As used herein, the term “smoking article” is intended to include cigarettes, cigars, pipes and the like. In particular, the smoking article can be a traditional or non-traditional lit-end cigarette comprising a tobacco rod and a filter attached thereto. Non-traditional cigarettes include, but are not limited to, cigarettes for electrical smoking systems as described in commonly-assigned U.S. Pat. Nos. 6,026,820; 5,988,176; 5,915,387; 5,692,526; 5,692,525; 5,666,976; and 5,499,636. Other non-traditional cigarettes include those having a fuel element in the tobacco rod as described in U.S. Pat. No. 4,966,171.

In one embodiment, the smoking article is a cigarette.

Preferably, smokeless tobacco oral delivery products, such as chewing tobacco or pouched tobacco, are sized to comfortably be received in a human mouth. In addition, the oral products may be sized so that it can be moved around inside a human mouth, while not materially interfering with speech or oral breathing.

A pouched tobacco typically contains an external wrapper and a tobacco material therein. The external wrapper preferably comprises a membrane that is sufficiently porous to allow passage through the membrane of a liquid, such as saliva, in the mouth. The external wrapper membrane is preferably resistant to deterioration in the presence of saliva and bacteria, and may be constructed from cellulose fiber such as tea bag material.

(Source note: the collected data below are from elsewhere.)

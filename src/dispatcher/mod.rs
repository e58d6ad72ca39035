//! Submission intake: validate, dedup, admit, enqueue.
//!
//! The dispatcher is the only write path into the system. For each
//! submission it runs a fixed pipeline: validate the request shape,
//! answer from the result cache when possible, consult the rate
//! limiter, then create the task and enqueue it. A cache hit is served
//! before the limiter is consulted, so repeat submissions of finished
//! work never consume admission budget.

use std::sync::Arc;

use thiserror::Error;
use tracing::{debug, info, warn};

use crate::cache::{CacheError, ResultCache};
use crate::host::RepoHost;
use crate::limiter::{Decision, LimiterError, RateLimiter};
use crate::models::{ReviewReport, ReviewRequest, TaskHandle, ValidationError};
use crate::queue::{QueueError, TaskQueue};
use crate::store::{StoreError, TaskStore};

/// Errors from submission intake.
#[derive(Error, Debug)]
pub enum DispatchError {
    #[error(transparent)]
    Validation(#[from] ValidationError),

    #[error(transparent)]
    Limiter(#[from] LimiterError),

    #[error(transparent)]
    Store(#[from] StoreError),

    #[error(transparent)]
    Queue(#[from] QueueError),
}

/// What a submission resolved to.
#[derive(Debug)]
pub enum SubmitOutcome {
    /// A task was created and enqueued.
    Accepted(TaskHandle),
    /// A fresh cached result answered the request; no task was created.
    Cached(ReviewReport),
    /// The client is over its rate limit.
    Denied { retry_after: std::time::Duration },
}

/// Front door for review submissions.
pub struct Dispatcher {
    limiter: Arc<dyn RateLimiter>,
    cache: Arc<dyn ResultCache>,
    store: Arc<dyn TaskStore>,
    queue: Arc<dyn TaskQueue>,
    host: Arc<dyn RepoHost>,
}

impl Dispatcher {
    pub fn new(
        limiter: Arc<dyn RateLimiter>,
        cache: Arc<dyn ResultCache>,
        store: Arc<dyn TaskStore>,
        queue: Arc<dyn TaskQueue>,
        host: Arc<dyn RepoHost>,
    ) -> Self {
        Self {
            limiter,
            cache,
            store,
            queue,
            host,
        }
    }

    /// Submit a review request on behalf of `client_id`.
    ///
    /// With `force` set, any cached result for the request is
    /// invalidated and a fresh task is dispatched.
    pub async fn submit(
        &self,
        request: ReviewRequest,
        client_id: &str,
        force: bool,
    ) -> Result<SubmitOutcome, DispatchError> {
        request.validate()?;

        // Pin the fingerprint to the PR head when the host can tell us.
        // Without it identical resubmissions of an updated PR would read
        // a stale cached review, so the degradation is logged.
        let head_sha = match self
            .host
            .resolve_head(&request.repo_url, request.pr_number, request.credential.as_deref())
            .await
        {
            Ok(sha) => sha,
            Err(e) => {
                warn!(repo = %request.repo_url, pr = request.pr_number, error = %e,
                    "could not resolve PR head; fingerprint will not be commit-pinned");
                None
            }
        };
        if head_sha.is_none() {
            warn!(repo = %request.repo_url, pr = request.pr_number,
                "fingerprint keyed on repo and PR number only; cached results may lag the PR head");
        }
        let fingerprint = request.fingerprint(head_sha.as_deref());

        if force {
            if let Err(e) = self.cache.invalidate(&fingerprint).await {
                warn!(fingerprint = %fingerprint, error = %e, "cache invalidation failed");
            }
        } else if let Some(report) = self.cached(&fingerprint).await {
            info!(fingerprint = %fingerprint, "answered from result cache");
            return Ok(SubmitOutcome::Cached(report));
        }

        match self.limiter.check(client_id).await? {
            Decision::Allowed => {}
            Decision::Denied { retry_after } => {
                debug!(client = client_id, retry_after_secs = retry_after.as_secs(),
                    "submission rate limited");
                return Ok(SubmitOutcome::Denied { retry_after });
            }
        }

        let task = self.store.create(request, fingerprint).await?;
        self.queue.enqueue(task.id).await?;
        info!(task_id = %task.id, fingerprint = %task.fingerprint, "task enqueued");

        Ok(SubmitOutcome::Accepted(TaskHandle {
            task_id: task.id,
            state: task.state,
        }))
    }

    /// Cache lookup that degrades to a miss when the backend fails.
    async fn cached(&self, fingerprint: &crate::models::Fingerprint) -> Option<ReviewReport> {
        match self.cache.get(fingerprint).await {
            Ok(hit) => hit,
            Err(CacheError::Unavailable(msg)) => {
                warn!(fingerprint = %fingerprint, error = %msg,
                    "result cache unavailable; treating as miss");
                None
            }
        }
    }
}

#[cfg(test)]
mod tests {
    use std::time::Duration;

    use async_trait::async_trait;

    use super::*;
    use crate::cache::MemoryCache;
    use crate::host::HostError;
    use crate::limiter::SlidingWindowLimiter;
    use crate::models::{PrFile, TaskState};
    use crate::queue::MemoryQueue;
    use crate::store::MemoryStore;

    struct StaticHost {
        head: Option<String>,
    }

    #[async_trait]
    impl RepoHost for StaticHost {
        async fn resolve_head(
            &self,
            _repo_url: &str,
            _pr_number: u64,
            _credential: Option<&str>,
        ) -> Result<Option<String>, HostError> {
            Ok(self.head.clone())
        }

        async fn fetch_pr_files(
            &self,
            _repo_url: &str,
            _pr_number: u64,
            _credential: Option<&str>,
        ) -> Result<Vec<PrFile>, HostError> {
            Ok(vec![])
        }
    }

    fn dispatcher(limit: u32) -> (Dispatcher, Arc<MemoryQueue>, Arc<MemoryCache>) {
        let queue = Arc::new(MemoryQueue::new());
        let cache = Arc::new(MemoryCache::new());
        let dispatcher = Dispatcher::new(
            Arc::new(SlidingWindowLimiter::new(limit, Duration::from_secs(60))),
            cache.clone(),
            Arc::new(MemoryStore::new()),
            queue.clone(),
            Arc::new(StaticHost {
                head: Some("abc123".into()),
            }),
        );
        (dispatcher, queue, cache)
    }

    fn request() -> ReviewRequest {
        ReviewRequest::new("https://github.com/acme/widgets", 42)
    }

    #[tokio::test]
    async fn accepted_submission_creates_pending_task_and_enqueues() {
        let (dispatcher, queue, _) = dispatcher(10);

        let outcome = dispatcher.submit(request(), "alice", false).await.unwrap();
        let handle = match outcome {
            SubmitOutcome::Accepted(handle) => handle,
            other => panic!("expected Accepted, got {other:?}"),
        };
        assert_eq!(handle.state, TaskState::Pending);

        let delivery = queue.recv().await.unwrap();
        assert_eq!(delivery.task_id, handle.task_id);
    }

    #[tokio::test]
    async fn invalid_request_rejected_before_limiter() {
        let (dispatcher, _, _) = dispatcher(1);

        let bad = ReviewRequest::new("not a url", 1);
        assert!(matches!(
            dispatcher.submit(bad, "alice", false).await,
            Err(DispatchError::Validation(_))
        ));

        // The failed submission consumed no budget.
        assert!(matches!(
            dispatcher.submit(request(), "alice", false).await.unwrap(),
            SubmitOutcome::Accepted(_)
        ));
    }

    #[tokio::test]
    async fn over_limit_client_is_denied_with_retry_hint() {
        let (dispatcher, _, _) = dispatcher(2);

        for _ in 0..2 {
            let outcome = dispatcher.submit(request(), "alice", false).await.unwrap();
            assert!(matches!(outcome, SubmitOutcome::Accepted(_)));
        }

        match dispatcher.submit(request(), "alice", false).await.unwrap() {
            SubmitOutcome::Denied { retry_after } => {
                assert!(retry_after <= Duration::from_secs(60));
                assert!(retry_after > Duration::ZERO);
            }
            other => panic!("expected Denied, got {other:?}"),
        }
    }

    #[tokio::test]
    async fn cache_hit_bypasses_rate_limiter() {
        let (dispatcher, _, cache) = dispatcher(0);

        let fingerprint = request().fingerprint(Some("abc123"));
        let report = ReviewReport::new(1, vec![]);
        cache
            .put(&fingerprint, &report, Duration::from_secs(3600))
            .await
            .unwrap();

        // Limit is zero, so only the cache can answer this.
        match dispatcher.submit(request(), "alice", false).await.unwrap() {
            SubmitOutcome::Cached(hit) => assert_eq!(hit.summary.total_files, 1),
            other => panic!("expected Cached, got {other:?}"),
        }
    }

    #[tokio::test]
    async fn force_invalidates_cache_and_redispatches() {
        let (dispatcher, _, cache) = dispatcher(10);

        let fingerprint = request().fingerprint(Some("abc123"));
        cache
            .put(&fingerprint, &ReviewReport::new(1, vec![]), Duration::from_secs(3600))
            .await
            .unwrap();

        let outcome = dispatcher.submit(request(), "alice", true).await.unwrap();
        assert!(matches!(outcome, SubmitOutcome::Accepted(_)));
        assert!(cache.get(&fingerprint).await.unwrap().is_none());
    }

    #[tokio::test]
    async fn unresolvable_head_still_dispatches() {
        let queue = Arc::new(MemoryQueue::new());
        let dispatcher = Dispatcher::new(
            Arc::new(SlidingWindowLimiter::new(10, Duration::from_secs(60))),
            Arc::new(MemoryCache::new()),
            Arc::new(MemoryStore::new()),
            queue.clone(),
            Arc::new(StaticHost { head: None }),
        );

        let outcome = dispatcher.submit(request(), "alice", false).await.unwrap();
        assert!(matches!(outcome, SubmitOutcome::Accepted(_)));
    }
}
//! Config struct and loading logic.
//!
//! Priority (highest to lowest):
//! 1. CLI flags
//! 2. Environment variables
//! 3. `.revq.toml` in the working directory
//! 4. `~/.config/revq/config.toml` (global defaults)
//! 5. Built-in defaults

use serde::{Deserialize, Serialize};
use std::path::{Path, PathBuf};
use std::time::Duration;
use thiserror::Error;

use crate::constants;
use crate::env::Env;
use crate::models::ProviderName;

/// Errors during config loading.
#[derive(Error, Debug)]
pub enum ConfigError {
    #[error("failed to read config file {path}: {source}")]
    ReadFile {
        path: PathBuf,
        source: std::io::Error,
    },

    #[error("failed to parse config file {path}: {source}")]
    ParseFile {
        path: PathBuf,
        source: toml::de::Error,
    },
}

/// Top-level configuration.
#[derive(Debug, Clone, Default, Serialize, Deserialize)]
#[serde(default)]
pub struct Config {
    pub admission: AdmissionConfig,
    pub retry: RetryConfig,
    pub analyzer: AnalyzerConfig,
    pub host: HostConfig,
}

/// Rate limiting and result caching.
#[derive(Debug, Clone, Serialize, Deserialize)]
#[serde(default)]
pub struct AdmissionConfig {
    /// Requests allowed per client within one window.
    pub rate_limit: u32,
    pub rate_window_secs: u64,
    /// Lifetime of cached completed reviews.
    pub cache_ttl_secs: u64,
}

impl Default for AdmissionConfig {
    fn default() -> Self {
        Self {
            rate_limit: constants::DEFAULT_RATE_LIMIT,
            rate_window_secs: constants::DEFAULT_RATE_WINDOW.as_secs(),
            cache_ttl_secs: constants::DEFAULT_CACHE_TTL.as_secs(),
        }
    }
}

impl AdmissionConfig {
    pub fn rate_window(&self) -> Duration {
        Duration::from_secs(self.rate_window_secs)
    }

    pub fn cache_ttl(&self) -> Duration {
        Duration::from_secs(self.cache_ttl_secs)
    }
}

/// Attempt budget and backoff tuning for the executor.
#[derive(Debug, Clone, Serialize, Deserialize)]
#[serde(default)]
pub struct RetryConfig {
    pub max_attempts: u32,
    pub initial_backoff_secs: u64,
    pub max_backoff_secs: u64,
    pub analyze_timeout_secs: u64,
    pub max_concurrent_files: usize,
    pub workers: usize,
}

impl Default for RetryConfig {
    fn default() -> Self {
        Self {
            max_attempts: constants::DEFAULT_MAX_ATTEMPTS,
            initial_backoff_secs: constants::DEFAULT_INITIAL_BACKOFF.as_secs(),
            max_backoff_secs: constants::DEFAULT_MAX_BACKOFF.as_secs(),
            analyze_timeout_secs: constants::DEFAULT_ANALYZE_TIMEOUT.as_secs(),
            max_concurrent_files: constants::DEFAULT_MAX_CONCURRENT_FILES,
            workers: constants::DEFAULT_WORKERS,
        }
    }
}

impl RetryConfig {
    /// Project into the executor's runtime tunables.
    pub fn executor_config(&self, cache_ttl: Duration) -> crate::executor::ExecutorConfig {
        crate::executor::ExecutorConfig {
            max_attempts: self.max_attempts,
            initial_backoff: Duration::from_secs(self.initial_backoff_secs),
            max_backoff: Duration::from_secs(self.max_backoff_secs),
            analyze_timeout: Duration::from_secs(self.analyze_timeout_secs),
            max_concurrent_files: self.max_concurrent_files,
            cache_ttl,
        }
    }
}

/// LLM analyzer configuration.
#[derive(Clone, Serialize, Deserialize)]
#[serde(default)]
pub struct AnalyzerConfig {
    pub name: ProviderName,
    pub model: String,
    pub base_url: Option<String>,
    pub api_key: Option<String>,
}

impl std::fmt::Debug for AnalyzerConfig {
    fn fmt(&self, f: &mut std::fmt::Formatter<'_>) -> std::fmt::Result {
        f.debug_struct("AnalyzerConfig")
            .field("name", &self.name)
            .field("model", &self.model)
            .field("base_url", &self.base_url)
            .field("api_key", &self.api_key.as_ref().map(|_| "[REDACTED]"))
            .finish()
    }
}

impl Default for AnalyzerConfig {
    fn default() -> Self {
        Self {
            name: ProviderName::Anthropic,
            model: "claude-sonnet-4-20250514".to_string(),
            base_url: None,
            api_key: None,
        }
    }
}

/// VCS host configuration.
#[derive(Clone, Default, Serialize, Deserialize)]
#[serde(default)]
pub struct HostConfig {
    /// Token for private repositories.
    pub github_token: Option<String>,
}

impl std::fmt::Debug for HostConfig {
    fn fmt(&self, f: &mut std::fmt::Formatter<'_>) -> std::fmt::Result {
        f.debug_struct("HostConfig")
            .field(
                "github_token",
                &self.github_token.as_ref().map(|_| "[REDACTED]"),
            )
            .finish()
    }
}

impl Config {
    /// Load configuration with proper layering.
    ///
    /// Reads from global config, directory-local config, then applies
    /// environment variable overrides.
    pub fn load(local_root: Option<&Path>, env: &Env) -> Result<Self, ConfigError> {
        let mut config = Config::default();

        // Layer 4: global config
        if let Some(global_path) = Self::global_config_path() {
            if global_path.exists() {
                let global = Self::load_file(&global_path)?;
                config.merge(global);
            }
        }

        // Layer 3: local config
        if let Some(root) = local_root {
            let local_path = root.join(constants::CONFIG_FILENAME);
            if local_path.exists() {
                let local = Self::load_file(&local_path)?;
                config.merge(local);
            }
        }

        // Layer 2: environment variables
        config.apply_env_vars(env);

        Ok(config)
    }

    /// Load a config from a specific file.
    fn load_file(path: &Path) -> Result<Self, ConfigError> {
        let content = std::fs::read_to_string(path).map_err(|e| ConfigError::ReadFile {
            path: path.to_path_buf(),
            source: e,
        })?;
        toml::from_str(&content).map_err(|e| ConfigError::ParseFile {
            path: path.to_path_buf(),
            source: e,
        })
    }

    /// Get the global config file path.
    fn global_config_path() -> Option<PathBuf> {
        dirs::config_dir().map(|d| d.join(constants::CONFIG_DIR).join("config.toml"))
    }

    /// Merge another config into this one (other takes precedence for non-default values).
    fn merge(&mut self, other: Config) {
        let default_admission = AdmissionConfig::default();
        if other.admission.rate_limit != default_admission.rate_limit {
            self.admission.rate_limit = other.admission.rate_limit;
        }
        if other.admission.rate_window_secs != default_admission.rate_window_secs {
            self.admission.rate_window_secs = other.admission.rate_window_secs;
        }
        if other.admission.cache_ttl_secs != default_admission.cache_ttl_secs {
            self.admission.cache_ttl_secs = other.admission.cache_ttl_secs;
        }

        let default_retry = RetryConfig::default();
        if other.retry.max_attempts != default_retry.max_attempts {
            self.retry.max_attempts = other.retry.max_attempts;
        }
        if other.retry.initial_backoff_secs != default_retry.initial_backoff_secs {
            self.retry.initial_backoff_secs = other.retry.initial_backoff_secs;
        }
        if other.retry.max_backoff_secs != default_retry.max_backoff_secs {
            self.retry.max_backoff_secs = other.retry.max_backoff_secs;
        }
        if other.retry.analyze_timeout_secs != default_retry.analyze_timeout_secs {
            self.retry.analyze_timeout_secs = other.retry.analyze_timeout_secs;
        }
        if other.retry.max_concurrent_files != default_retry.max_concurrent_files {
            self.retry.max_concurrent_files = other.retry.max_concurrent_files;
        }
        if other.retry.workers != default_retry.workers {
            self.retry.workers = other.retry.workers;
        }

        let default_analyzer = AnalyzerConfig::default();
        if other.analyzer.name != default_analyzer.name {
            self.analyzer.name = other.analyzer.name;
        }
        if other.analyzer.model != default_analyzer.model {
            self.analyzer.model = other.analyzer.model;
        }
        if other.analyzer.base_url.is_some() {
            self.analyzer.base_url = other.analyzer.base_url;
        }
        if other.analyzer.api_key.is_some() {
            self.analyzer.api_key = other.analyzer.api_key;
        }

        if other.host.github_token.is_some() {
            self.host.github_token = other.host.github_token;
        }
    }

    /// Apply environment variable overrides.
    fn apply_env_vars(&mut self, env: &Env) {
        if let Ok(val) = env.var(constants::ENV_PROVIDER) {
            if let Ok(name) = val.parse::<ProviderName>() {
                self.analyzer.name = name;
            } else {
                eprintln!(
                    "Warning: ignoring invalid {} value: {val}",
                    constants::ENV_PROVIDER
                );
            }
        }
        if let Ok(val) = env.var(constants::ENV_MODEL) {
            self.analyzer.model = val;
        }
        if let Ok(val) = env.var(constants::ENV_BASE_URL) {
            self.analyzer.base_url = Some(val);
        }

        // Provider-specific API key resolution
        let api_key = env
            .var(constants::ENV_API_KEY)
            .or_else(|_| env.var(self.analyzer.name.api_key_env_var()))
            .ok();
        if api_key.is_some() {
            self.analyzer.api_key = api_key;
        }

        if let Ok(val) = env.var(constants::ENV_GITHUB_TOKEN) {
            self.host.github_token = Some(val);
        }

        self.apply_numeric_env(env, constants::ENV_RATE_LIMIT, |config, n| {
            config.admission.rate_limit = n as u32;
        });
        self.apply_numeric_env(env, constants::ENV_RATE_WINDOW_SECS, |config, n| {
            config.admission.rate_window_secs = n;
        });
        self.apply_numeric_env(env, constants::ENV_CACHE_TTL_SECS, |config, n| {
            config.admission.cache_ttl_secs = n;
        });
        self.apply_numeric_env(env, constants::ENV_MAX_ATTEMPTS, |config, n| {
            config.retry.max_attempts = n as u32;
        });
    }

    fn apply_numeric_env(&mut self, env: &Env, name: &str, apply: impl FnOnce(&mut Self, u64)) {
        if let Ok(val) = env.var(name) {
            match val.parse::<u64>() {
                Ok(n) => apply(self, n),
                Err(_) => eprintln!("Warning: ignoring invalid {name} value: {val}"),
            }
        }
    }
}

The embodiments disclosed herein are further illustrated by the following specific examples but is not limited hereto.

EXAMPLES

Example I

Nitrite Reduction in Tobacco Extract Using Chlorogenic Acid

Tobacco (0.5 g) is extracted with deionized water (10 mL) for one hour at room temperature. The solid tobacco material is removed from contact with the aqueous solution, and chlorogenic acid (0.25 g) is added to the solution. The solution is stirred for two hours at room temperature. Nitrite concentrations are determined both before and after treatment with chlorogenic acid. Nitrite concentrations are found to decrease after the addition of chlorogenic acid.

Example II

Nitrosamine and TSNA Reduction in Tobacco Using Combination of Antioxidant Addition and Subsequent Treatment with PVI

Tobacco (0.5 g) and chlorogenic acid (100 mg) are combined with deionized water (10 mL) and stirred for one hour. The solids are removed from the extract, PVI (solid particles, 2.0 g) are added and the resultant mixture is stirred for one hour. The mixture is centrifuged and filtered through a 0.45 μm filter. The filtrate is concentrated and reapplied to the extracted tobacco, which is then processed into a cigarette. The cigarette is analyzed. The concentration of TSNA's, polyphenols, cadmium, nickel, iron, copper and aluminum in the cigarette are all lower than the concentrations in a cigarette made from untreated tobacco.

While the foregoing has been described in detail with reference to specific embodiments thereof, it will be apparent to one skilled in the art that various changes and modifications may be made, and equivalents thereof employed, without departing from the scope of the claims.

All of the above-mentioned references are herein incorporated by reference in their entirety to the same extent as if each individual reference was specifically and individually indicated to be incorporated herein by reference in its entirety.